2Pour souligner le caractère exceptionnel de la personnalité et de la carrière du philologue et philosophe Nuccio Ordine, je recourrai à une expression qui renvoie à la Renaissance, sa période de spécialisation, puisque sa vie entière a été portée par un élan sous-tendu par le gai savoir. Rabelais, l’inventeur de l’abbaye utopique « de Thélème » (dont le nom signifie « volonté » dans le grec du Nouveau Testament), en fait l’objet de la promesse adressée par Grandgousier à son fils Gargantua : « un de ces jours, je te ferai docteur en gay sçavoir »1, entendons : porteur de connaissances qui feront ta joie. Cette expression provient originellement de l’occitan la gaya scienza, l’art des troubadours de composer des poésies lyriques, qui a donné en langue d’oïl Gai Saber, la faculté à maîtriser la langue, le don de l’élégance expressive. Nietzsche, à son tour, a titré ainsi un de ses livres, Die fröhliche Wissenschaft, la gaya scienza2, où il fait remarquer que les philosophes les plus sérieux ont besoin de recourir aux poètes pour assurer force et crédibilité à leur pensée. Chacune de ces acceptions décrit une des facettes de l’homme dont nous honorons ici la mémoire : la conviction que le savoir rend heureux, le talent d’écriture et la verve oratoire, et le recours à la littérature en tant que soutien de l’esprit.

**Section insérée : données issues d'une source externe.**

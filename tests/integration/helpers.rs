//! Shared test helpers for integration tests.

#![allow(dead_code)]

use std::net::SocketAddr;
use std::path::PathBuf;
use std::sync::Arc;
use std::time::Duration;

use axum::Router;
use axum::body::{Body, Bytes};
use axum::http::{HeaderMap, Request, StatusCode, header};
use futures::stream;
use serde_json::Value;
use tokio::sync::watch;
use tower::ServiceExt;
use uuid::Uuid;

use terasync_api::AppState;
use terasync_auth::{JwtDecoder, JwtEncoder, PasswordHasher};
use terasync_cache::StoreManager;
use terasync_core::config::AppConfig;
use terasync_core::config::app::ServerRole;
use terasync_core::traits::ReadyNotifier;
use terasync_core::traits::storage::{BlobStore, ByteStream};
use terasync_core::types::ContentHash;
use terasync_queue::{AdmissionController, HttpReadyNotifier, QueueLimits, RequestQueue};
use terasync_realtime::bridge::MemoryShardBus;
use terasync_realtime::{HubReadyNotifier, RealtimeEngine, RealtimeServices};
use terasync_service::MemoryDirectory;
use terasync_storage::origin::TokenSource;
use terasync_storage::{LocalBlobStore, StorageManager};

/// Test application context
pub struct TestApp {
    /// The Axum app for making test requests
    pub router: Router,
    /// Shared state, for reaching the queue and engine directly
    pub state: AppState,
    /// Mints client and service tokens
    pub encoder: Arc<JwtEncoder>,
    /// Cold storage behind the local origin
    pub origin: LocalBlobStore,
    root: PathBuf,
    _shutdown: watch::Sender<bool>,
}

/// A buffered response
pub struct TestResponse {
    pub status: StatusCode,
    pub headers: HeaderMap,
    pub body: Bytes,
}

impl TestResponse {
    pub fn json(&self) -> Value {
        serde_json::from_slice(&self.body).expect("response body is not JSON")
    }
}

/// Configuration pointing every directory into `root`.
pub fn test_config(role: ServerRole, root: &std::path::Path) -> AppConfig {
    let mut config = AppConfig::default();
    config.server.role = role;
    config.auth.jwt_secret = "integration-test-secret".to_string();
    config.files.cache_directory = root.join("cache").to_string_lossy().into_owned();
    config.files.origin.directory = root.join("origin").to_string_lossy().into_owned();
    config.files.max_active_requests = 2;
    config.files.priority_lane_size = 1;
    config.files.admission_interval_ms = 20;
    config.realtime.shard_name = match role {
        ServerRole::Main => "main".to_string(),
        ServerRole::Distribution => "distribution-1".to_string(),
    };
    config.realtime.ping_interval_seconds = 60;
    config
}

fn temp_root() -> PathBuf {
    std::env::temp_dir().join(format!("terasync-it-{}", Uuid::new_v4()))
}

impl TestApp {
    /// A main process: hub engine, local ready notifier.
    pub async fn main() -> Self {
        let root = temp_root();
        Self::build(test_config(ServerRole::Main, &root), root).await
    }

    /// A main process with adjusted configuration.
    pub async fn main_with(configure: impl FnOnce(&mut AppConfig)) -> Self {
        let root = temp_root();
        let mut config = test_config(ServerRole::Main, &root);
        configure(&mut config);
        Self::build(config, root).await
    }

    /// A distribution process forwarding readiness to `main_url`.
    pub async fn distribution(main_url: &str) -> Self {
        let root = temp_root();
        let mut config = test_config(ServerRole::Distribution, &root);
        config.files.notifier.kind = "http".to_string();
        config.files.notifier.main_url = main_url.to_string();
        Self::build(config, root).await
    }

    async fn build(config: AppConfig, root: PathBuf) -> Self {
        config.validate().expect("invalid test config");
        let config = Arc::new(config);
        let (shutdown_tx, shutdown_rx) = watch::channel(false);

        let encoder = Arc::new(JwtEncoder::new(&config.auth));
        let token: TokenSource = {
            let encoder = Arc::clone(&encoder);
            let shard = config.realtime.shard_name.clone();
            Arc::new(move || encoder.issue_service_token(&shard))
        };

        let storage = Arc::new(
            StorageManager::from_config(&config.files, Arc::clone(&token))
                .await
                .expect("Failed to init storage"),
        );
        let origin = LocalBlobStore::new(&config.files.origin.directory)
            .await
            .expect("Failed to open origin directory");
        let queue = RequestQueue::new(QueueLimits::from(&config.files));

        let engine = match config.server.role {
            ServerRole::Main => {
                let stores = StoreManager::new(&config.presence)
                    .await
                    .expect("Failed to init presence store");
                let directory = Arc::new(MemoryDirectory::new());
                let engine = RealtimeEngine::new(
                    &config,
                    RealtimeServices {
                        store: stores.store(),
                        bus: Arc::new(MemoryShardBus::new(config.realtime.channel_buffer_size)),
                        directory: directory.clone(),
                        uploads: directory,
                        hasher: Arc::new(PasswordHasher::new()),
                    },
                );
                engine
                    .start_background(shutdown_rx.clone())
                    .await
                    .expect("Failed to start realtime loops");
                Some(engine)
            }
            ServerRole::Distribution => None,
        };

        let notifier: Arc<dyn ReadyNotifier> = match &engine {
            Some(engine) => Arc::new(HubReadyNotifier::new(engine.clone())),
            None => Arc::new(
                HttpReadyNotifier::new(
                    &config.files.notifier.main_url,
                    Duration::from_secs(2),
                    Arc::clone(&token),
                )
                .expect("Failed to build notifier"),
            ),
        };
        let admission = AdmissionController::new(
            queue.clone(),
            notifier,
            Duration::from_millis(config.files.admission_interval_ms),
        );
        tokio::spawn(async move { admission.run(shutdown_rx).await });

        let state = AppState::new(
            Arc::clone(&config),
            Arc::new(JwtDecoder::new(&config.auth)),
            storage,
            queue,
            engine,
        );
        let router = terasync_api::build_app(state.clone());

        Self {
            router,
            state,
            encoder,
            origin,
            root,
            _shutdown: shutdown_tx,
        }
    }

    pub fn engine(&self) -> &RealtimeEngine {
        self.state.realtime.as_ref().expect("not a main process")
    }

    /// Token for a regular client.
    pub fn user_token(&self, uid: &str) -> String {
        self.encoder
            .issue_user_token(uid, None, 3600)
            .expect("Failed to mint token")
    }

    /// Token for a client with an alias, served from the priority lane.
    pub fn priority_token(&self, uid: &str, alias: &str) -> String {
        self.encoder
            .issue_user_token(uid, Some(alias), 3600)
            .expect("Failed to mint token")
    }

    /// Token another TeraSync process would present.
    pub fn service_token(&self) -> String {
        self.encoder
            .issue_service_token("distribution-test")
            .expect("Failed to mint token")
    }

    /// Put a blob on the origin and return its hash.
    pub async fn seed(&self, n: u8) -> ContentHash {
        let hash = hash_of(n);
        let body: ByteStream = Box::pin(stream::iter(vec![Ok(Bytes::from(payload_of(&hash)))]));
        self.origin
            .write_stream(&hash, body)
            .await
            .expect("Failed to seed origin");
        hash
    }

    /// Make a request against the app.
    pub async fn request(
        &self,
        method: &str,
        uri: &str,
        token: Option<&str>,
        body: Option<Value>,
    ) -> TestResponse {
        let mut builder = Request::builder().method(method).uri(uri);
        if let Some(token) = token {
            builder = builder.header(header::AUTHORIZATION, format!("Bearer {}", token));
        }
        let body = match body {
            Some(json) => {
                builder = builder.header(header::CONTENT_TYPE, "application/json");
                Body::from(json.to_string())
            }
            None => Body::empty(),
        };

        let response = self
            .router
            .clone()
            .oneshot(builder.body(body).expect("Failed to build request"))
            .await
            .expect("Request failed");

        let status = response.status();
        let headers = response.headers().clone();
        let body = axum::body::to_bytes(response.into_body(), usize::MAX)
            .await
            .expect("Failed to read body");
        TestResponse {
            status,
            headers,
            body,
        }
    }

    /// Enqueue `hashes` and return the request id.
    pub async fn enqueue(&self, token: &str, hashes: &[&ContentHash]) -> String {
        let files: Vec<String> = hashes.iter().map(|h| h.to_string()).collect();
        let response = self
            .request("POST", "/request/enqueue", Some(token), Some(serde_json::json!(files)))
            .await;
        assert_eq!(response.status, StatusCode::OK, "enqueue failed: {:?}", response.body);
        response
            .json()
            .as_str()
            .expect("request id is a string")
            .to_string()
    }

    /// Current state of a request as reported by `/request/check`.
    pub async fn check(&self, token: &str, request_id: &str) -> TestResponse {
        self.request(
            "GET",
            &format!("/request/check?requestId={}", request_id),
            Some(token),
            None,
        )
        .await
    }

    /// Poll until the request reaches `expected`.
    pub async fn wait_for_state(&self, token: &str, request_id: &str, expected: &str) {
        let deadline = tokio::time::Instant::now() + Duration::from_secs(5);
        loop {
            let response = self.check(token, request_id).await;
            if response.status == StatusCode::OK && response.json()["state"] == expected {
                return;
            }
            assert!(
                tokio::time::Instant::now() < deadline,
                "request {} never became {}",
                request_id,
                expected
            );
            tokio::time::sleep(Duration::from_millis(20)).await;
        }
    }

    /// Serve the app on an ephemeral port.
    pub async fn serve(&self) -> SocketAddr {
        let listener = tokio::net::TcpListener::bind("127.0.0.1:0")
            .await
            .expect("Failed to bind");
        let addr = listener.local_addr().expect("no local addr");
        let app = self.router.clone();
        tokio::spawn(async move {
            let _ = axum::serve(listener, app).await;
        });
        addr
    }
}

impl Drop for TestApp {
    fn drop(&mut self) {
        let _ = std::fs::remove_dir_all(&self.root);
    }
}

pub fn hash_of(n: u8) -> ContentHash {
    ContentHash::parse(&format!("{n:02X}").repeat(20)).expect("valid hash")
}

pub fn payload_of(hash: &ContentHash) -> Vec<u8> {
    format!("blob body of {hash}").into_bytes()
}

/// Split a pull body into `(hash, body)` frames.
pub fn parse_frames(mut body: &[u8]) -> Vec<(String, Vec<u8>)> {
    let mut frames = Vec::new();
    while !body.is_empty() {
        assert_eq!(body[0], b'#', "frame must start with '#'");
        let end = body[1..]
            .iter()
            .position(|b| *b == b'#')
            .expect("unterminated frame header")
            + 1;
        let header = std::str::from_utf8(&body[1..end]).expect("header is utf-8");
        let (hash, len) = header.split_once(':').expect("header has a length");
        let len: usize = len.parse().expect("length is numeric");
        let start = end + 1;
        frames.push((hash.to_string(), body[start..start + len].to_vec()));
        body = &body[start + len..];
    }
    frames
}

3La disparition brutale de celui dont Georges Steiner avait dit « Nuccio Ordine incarne l’élan vital »3 a été un choc. Elle a suscité un déferlement de marques d’admiration, et aussi d’attachement, tant dans les médias internationaux que dans les différentes institutions qu’il avait fréquentées. Son alma mater, l’Université de Calabre, à laquelle il avait voulu rester fidèle en y accomplissant sa carrière malgré les sollicitations des universités les plus renommées de par le monde, a dressé une chambre funéraire dans l’Aula du Club universitaire pour permettre de se recueillir devant le professeur. La rareté d’une telle initiative est en soi éloquente. Une chapelle ardente a ensuite été installée dans la Salle du Conseil de l’hôtel de ville pour une cérémonie commémorative au cours de laquelle des personnalités du monde académique et de l’édition ont pris la parole pour témoigner de leurs respect et gratitude envers le défunt. Fait également remarquable, ce sont tant ses pairs attachés aux mêmes champs de spécialité que lui, comme Franck Lestringant de la Société Française d’Étude du Seizième Siècle4, que des spécialistes des sciences exactes et appliquées, comme Ugo Moschella, Professeur de physique théorique à l’Università dell’Insubria et à l’Institut des Hautes Études Scientifiques de Paris5, qui l’ont conjointement salué. Pour Philippe-Jean Catinchi6, Nuccio Ordine est à ce jour « l’un des essayistes italiens les plus lus dans le monde ».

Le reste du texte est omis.